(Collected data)
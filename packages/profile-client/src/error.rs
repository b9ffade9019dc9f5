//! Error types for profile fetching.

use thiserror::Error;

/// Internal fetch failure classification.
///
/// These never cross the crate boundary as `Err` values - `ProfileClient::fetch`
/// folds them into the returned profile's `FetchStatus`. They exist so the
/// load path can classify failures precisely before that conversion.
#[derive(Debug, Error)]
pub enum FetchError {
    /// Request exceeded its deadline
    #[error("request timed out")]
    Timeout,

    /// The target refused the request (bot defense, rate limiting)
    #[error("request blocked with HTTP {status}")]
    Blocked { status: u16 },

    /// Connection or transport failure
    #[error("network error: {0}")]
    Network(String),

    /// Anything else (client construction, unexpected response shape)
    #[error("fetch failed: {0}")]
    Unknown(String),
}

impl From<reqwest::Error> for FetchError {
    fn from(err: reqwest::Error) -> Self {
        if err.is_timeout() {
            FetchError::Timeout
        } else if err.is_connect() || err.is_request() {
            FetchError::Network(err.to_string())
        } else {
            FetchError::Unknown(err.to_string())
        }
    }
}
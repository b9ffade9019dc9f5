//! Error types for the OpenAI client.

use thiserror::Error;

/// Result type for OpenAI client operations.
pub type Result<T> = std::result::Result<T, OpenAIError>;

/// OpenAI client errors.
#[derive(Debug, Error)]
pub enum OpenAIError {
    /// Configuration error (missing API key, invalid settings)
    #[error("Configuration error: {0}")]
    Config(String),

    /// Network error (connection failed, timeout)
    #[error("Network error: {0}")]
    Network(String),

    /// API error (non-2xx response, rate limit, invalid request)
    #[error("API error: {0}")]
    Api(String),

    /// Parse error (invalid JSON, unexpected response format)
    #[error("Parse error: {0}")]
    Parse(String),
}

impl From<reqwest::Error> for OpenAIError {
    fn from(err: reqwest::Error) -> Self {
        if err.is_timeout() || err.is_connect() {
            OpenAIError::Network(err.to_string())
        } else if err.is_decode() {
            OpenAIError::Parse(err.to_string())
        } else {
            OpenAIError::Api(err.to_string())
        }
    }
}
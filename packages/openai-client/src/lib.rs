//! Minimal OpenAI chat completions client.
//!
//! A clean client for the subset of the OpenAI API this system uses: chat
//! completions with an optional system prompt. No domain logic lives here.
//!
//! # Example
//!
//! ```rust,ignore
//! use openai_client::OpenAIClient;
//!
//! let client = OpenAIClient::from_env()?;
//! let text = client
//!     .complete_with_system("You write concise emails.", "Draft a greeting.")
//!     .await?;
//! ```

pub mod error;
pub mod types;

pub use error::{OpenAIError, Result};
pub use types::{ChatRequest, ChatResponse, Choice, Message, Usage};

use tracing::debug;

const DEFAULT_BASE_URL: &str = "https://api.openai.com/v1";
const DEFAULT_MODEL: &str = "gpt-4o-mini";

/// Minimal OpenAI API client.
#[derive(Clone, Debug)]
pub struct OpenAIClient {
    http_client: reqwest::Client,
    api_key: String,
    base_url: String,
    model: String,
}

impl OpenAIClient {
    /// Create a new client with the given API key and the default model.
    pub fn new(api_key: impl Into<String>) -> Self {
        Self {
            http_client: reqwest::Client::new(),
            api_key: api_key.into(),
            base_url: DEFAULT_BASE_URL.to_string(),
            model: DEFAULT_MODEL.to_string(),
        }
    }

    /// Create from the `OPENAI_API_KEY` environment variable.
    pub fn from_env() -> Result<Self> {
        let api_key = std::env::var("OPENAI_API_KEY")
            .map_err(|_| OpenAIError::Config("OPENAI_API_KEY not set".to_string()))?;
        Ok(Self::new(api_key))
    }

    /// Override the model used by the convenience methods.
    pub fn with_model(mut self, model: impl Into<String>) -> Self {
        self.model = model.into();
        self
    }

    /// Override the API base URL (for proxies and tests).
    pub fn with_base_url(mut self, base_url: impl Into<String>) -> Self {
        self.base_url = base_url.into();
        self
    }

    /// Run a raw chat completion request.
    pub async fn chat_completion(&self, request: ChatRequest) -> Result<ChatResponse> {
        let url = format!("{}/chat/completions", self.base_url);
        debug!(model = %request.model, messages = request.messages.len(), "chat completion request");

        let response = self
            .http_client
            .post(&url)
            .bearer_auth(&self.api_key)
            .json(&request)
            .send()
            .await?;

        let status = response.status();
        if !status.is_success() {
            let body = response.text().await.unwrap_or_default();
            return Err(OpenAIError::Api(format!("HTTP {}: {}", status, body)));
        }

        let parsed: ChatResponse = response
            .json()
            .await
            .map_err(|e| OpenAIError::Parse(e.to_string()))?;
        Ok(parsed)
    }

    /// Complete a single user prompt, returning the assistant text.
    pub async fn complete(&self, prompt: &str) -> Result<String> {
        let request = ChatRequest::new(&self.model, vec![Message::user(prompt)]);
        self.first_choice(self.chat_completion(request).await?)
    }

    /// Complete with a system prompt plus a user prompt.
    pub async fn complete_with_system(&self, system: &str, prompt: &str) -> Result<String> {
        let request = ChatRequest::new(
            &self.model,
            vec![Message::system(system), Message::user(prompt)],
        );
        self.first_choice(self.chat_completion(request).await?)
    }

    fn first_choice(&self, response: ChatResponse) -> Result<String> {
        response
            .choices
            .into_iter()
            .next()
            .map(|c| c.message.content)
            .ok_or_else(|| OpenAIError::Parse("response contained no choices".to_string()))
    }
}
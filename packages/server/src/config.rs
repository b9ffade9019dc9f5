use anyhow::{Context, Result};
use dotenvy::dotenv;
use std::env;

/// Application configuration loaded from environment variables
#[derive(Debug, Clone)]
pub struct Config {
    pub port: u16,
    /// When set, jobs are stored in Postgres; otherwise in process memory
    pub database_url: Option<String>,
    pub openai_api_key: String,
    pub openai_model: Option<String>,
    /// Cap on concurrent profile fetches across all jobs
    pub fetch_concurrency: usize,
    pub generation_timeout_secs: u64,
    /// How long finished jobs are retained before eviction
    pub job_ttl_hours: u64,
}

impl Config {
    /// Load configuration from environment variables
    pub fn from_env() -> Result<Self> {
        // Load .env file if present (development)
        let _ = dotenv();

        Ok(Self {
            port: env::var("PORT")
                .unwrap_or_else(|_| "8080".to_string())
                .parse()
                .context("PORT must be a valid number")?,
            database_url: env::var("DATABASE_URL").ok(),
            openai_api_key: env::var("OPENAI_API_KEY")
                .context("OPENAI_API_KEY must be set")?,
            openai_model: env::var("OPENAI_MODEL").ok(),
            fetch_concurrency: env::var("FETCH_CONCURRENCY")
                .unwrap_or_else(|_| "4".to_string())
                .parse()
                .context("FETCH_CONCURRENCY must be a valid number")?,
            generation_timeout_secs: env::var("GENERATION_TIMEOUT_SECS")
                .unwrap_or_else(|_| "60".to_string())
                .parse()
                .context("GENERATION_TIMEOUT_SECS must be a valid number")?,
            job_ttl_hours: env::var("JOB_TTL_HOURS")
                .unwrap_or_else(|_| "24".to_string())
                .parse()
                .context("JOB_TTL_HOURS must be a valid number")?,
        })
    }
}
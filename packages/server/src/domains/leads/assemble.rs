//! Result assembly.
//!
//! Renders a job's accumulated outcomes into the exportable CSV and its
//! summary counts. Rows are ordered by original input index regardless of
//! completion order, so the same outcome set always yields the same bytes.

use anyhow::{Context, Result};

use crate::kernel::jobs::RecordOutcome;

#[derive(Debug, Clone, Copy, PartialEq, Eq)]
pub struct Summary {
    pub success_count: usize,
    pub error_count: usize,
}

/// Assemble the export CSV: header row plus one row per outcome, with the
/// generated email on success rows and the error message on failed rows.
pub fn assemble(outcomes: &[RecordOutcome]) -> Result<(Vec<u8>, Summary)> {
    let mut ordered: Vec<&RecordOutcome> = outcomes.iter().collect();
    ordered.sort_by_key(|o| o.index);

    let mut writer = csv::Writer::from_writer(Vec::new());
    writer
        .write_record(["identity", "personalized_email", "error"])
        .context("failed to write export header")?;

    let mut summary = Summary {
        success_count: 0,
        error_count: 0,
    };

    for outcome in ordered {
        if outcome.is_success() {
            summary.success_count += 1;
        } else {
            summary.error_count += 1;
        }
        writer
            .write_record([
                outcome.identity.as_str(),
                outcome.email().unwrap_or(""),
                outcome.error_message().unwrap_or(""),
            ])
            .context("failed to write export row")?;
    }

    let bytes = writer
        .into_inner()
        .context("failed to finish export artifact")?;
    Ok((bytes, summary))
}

* * *

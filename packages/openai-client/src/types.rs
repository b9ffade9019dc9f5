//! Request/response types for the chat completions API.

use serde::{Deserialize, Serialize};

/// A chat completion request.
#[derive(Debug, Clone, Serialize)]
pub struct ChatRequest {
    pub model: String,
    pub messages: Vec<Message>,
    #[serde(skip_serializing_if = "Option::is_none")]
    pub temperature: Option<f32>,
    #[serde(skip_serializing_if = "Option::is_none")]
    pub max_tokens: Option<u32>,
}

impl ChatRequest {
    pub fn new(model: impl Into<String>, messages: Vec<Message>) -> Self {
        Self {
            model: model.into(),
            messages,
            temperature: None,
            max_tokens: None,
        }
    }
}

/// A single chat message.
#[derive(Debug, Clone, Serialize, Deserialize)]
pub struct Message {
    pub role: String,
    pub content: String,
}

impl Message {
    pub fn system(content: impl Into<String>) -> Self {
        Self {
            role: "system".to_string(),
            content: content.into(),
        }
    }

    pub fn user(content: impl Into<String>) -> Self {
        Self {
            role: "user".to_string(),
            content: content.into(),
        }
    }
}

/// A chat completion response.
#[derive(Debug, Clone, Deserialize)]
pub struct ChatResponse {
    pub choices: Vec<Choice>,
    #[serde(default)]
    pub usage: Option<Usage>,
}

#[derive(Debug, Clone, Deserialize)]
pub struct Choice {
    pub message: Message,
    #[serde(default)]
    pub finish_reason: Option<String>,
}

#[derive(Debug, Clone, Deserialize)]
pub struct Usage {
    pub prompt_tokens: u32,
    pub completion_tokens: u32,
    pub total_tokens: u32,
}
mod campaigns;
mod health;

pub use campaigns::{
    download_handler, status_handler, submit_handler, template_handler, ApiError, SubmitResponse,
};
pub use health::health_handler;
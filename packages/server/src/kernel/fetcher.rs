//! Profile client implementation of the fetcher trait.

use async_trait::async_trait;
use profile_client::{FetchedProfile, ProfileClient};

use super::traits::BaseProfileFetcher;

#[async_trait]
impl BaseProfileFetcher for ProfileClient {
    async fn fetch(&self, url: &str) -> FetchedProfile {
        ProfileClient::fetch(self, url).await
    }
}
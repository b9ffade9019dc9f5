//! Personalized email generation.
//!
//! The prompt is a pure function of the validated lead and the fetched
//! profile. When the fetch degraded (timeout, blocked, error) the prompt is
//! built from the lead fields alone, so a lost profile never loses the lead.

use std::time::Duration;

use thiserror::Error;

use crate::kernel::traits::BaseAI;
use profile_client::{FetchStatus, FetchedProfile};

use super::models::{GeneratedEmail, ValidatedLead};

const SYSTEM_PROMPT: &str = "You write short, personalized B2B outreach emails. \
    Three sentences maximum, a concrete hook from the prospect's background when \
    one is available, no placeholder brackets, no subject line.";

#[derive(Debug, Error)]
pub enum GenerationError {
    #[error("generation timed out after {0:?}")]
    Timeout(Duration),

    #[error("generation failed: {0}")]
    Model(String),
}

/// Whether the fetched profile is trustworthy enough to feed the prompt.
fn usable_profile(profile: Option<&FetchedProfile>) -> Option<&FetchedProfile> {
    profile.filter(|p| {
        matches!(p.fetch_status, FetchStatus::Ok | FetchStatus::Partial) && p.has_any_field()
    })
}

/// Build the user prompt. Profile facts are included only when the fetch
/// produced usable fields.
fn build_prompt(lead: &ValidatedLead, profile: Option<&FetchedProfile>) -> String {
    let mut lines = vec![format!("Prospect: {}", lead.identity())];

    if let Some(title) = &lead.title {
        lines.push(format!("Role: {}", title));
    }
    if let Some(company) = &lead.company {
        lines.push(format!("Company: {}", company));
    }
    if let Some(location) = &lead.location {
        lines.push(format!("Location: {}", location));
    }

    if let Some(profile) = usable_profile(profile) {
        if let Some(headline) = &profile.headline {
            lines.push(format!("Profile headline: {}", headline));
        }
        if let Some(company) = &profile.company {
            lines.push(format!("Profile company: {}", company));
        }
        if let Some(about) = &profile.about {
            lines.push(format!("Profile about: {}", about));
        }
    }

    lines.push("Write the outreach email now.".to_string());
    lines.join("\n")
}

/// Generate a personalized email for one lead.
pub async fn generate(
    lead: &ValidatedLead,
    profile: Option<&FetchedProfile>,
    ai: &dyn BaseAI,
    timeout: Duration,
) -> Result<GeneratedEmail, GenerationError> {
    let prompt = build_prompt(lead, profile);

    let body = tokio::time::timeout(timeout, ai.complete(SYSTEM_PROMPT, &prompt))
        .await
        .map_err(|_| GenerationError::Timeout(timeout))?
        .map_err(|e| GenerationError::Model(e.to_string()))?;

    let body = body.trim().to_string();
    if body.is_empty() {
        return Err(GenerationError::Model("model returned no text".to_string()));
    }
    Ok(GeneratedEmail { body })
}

Task brief ->
With the line that has "filename packages/profile-client/src/error.rs" as the first and the line that has "These never cross" as the last, repeat exactly that run of lines above and no more.

Reply to the exercise ->
filename packages/profile-client/src/error.rs
repository b9ffade9019dc9f5
//! Error types for profile fetching.

use thiserror::Error;

/// Internal fetch failure classification.
///
/// These never cross the crate boundary as `Err` values - `ProfileClient::fetch`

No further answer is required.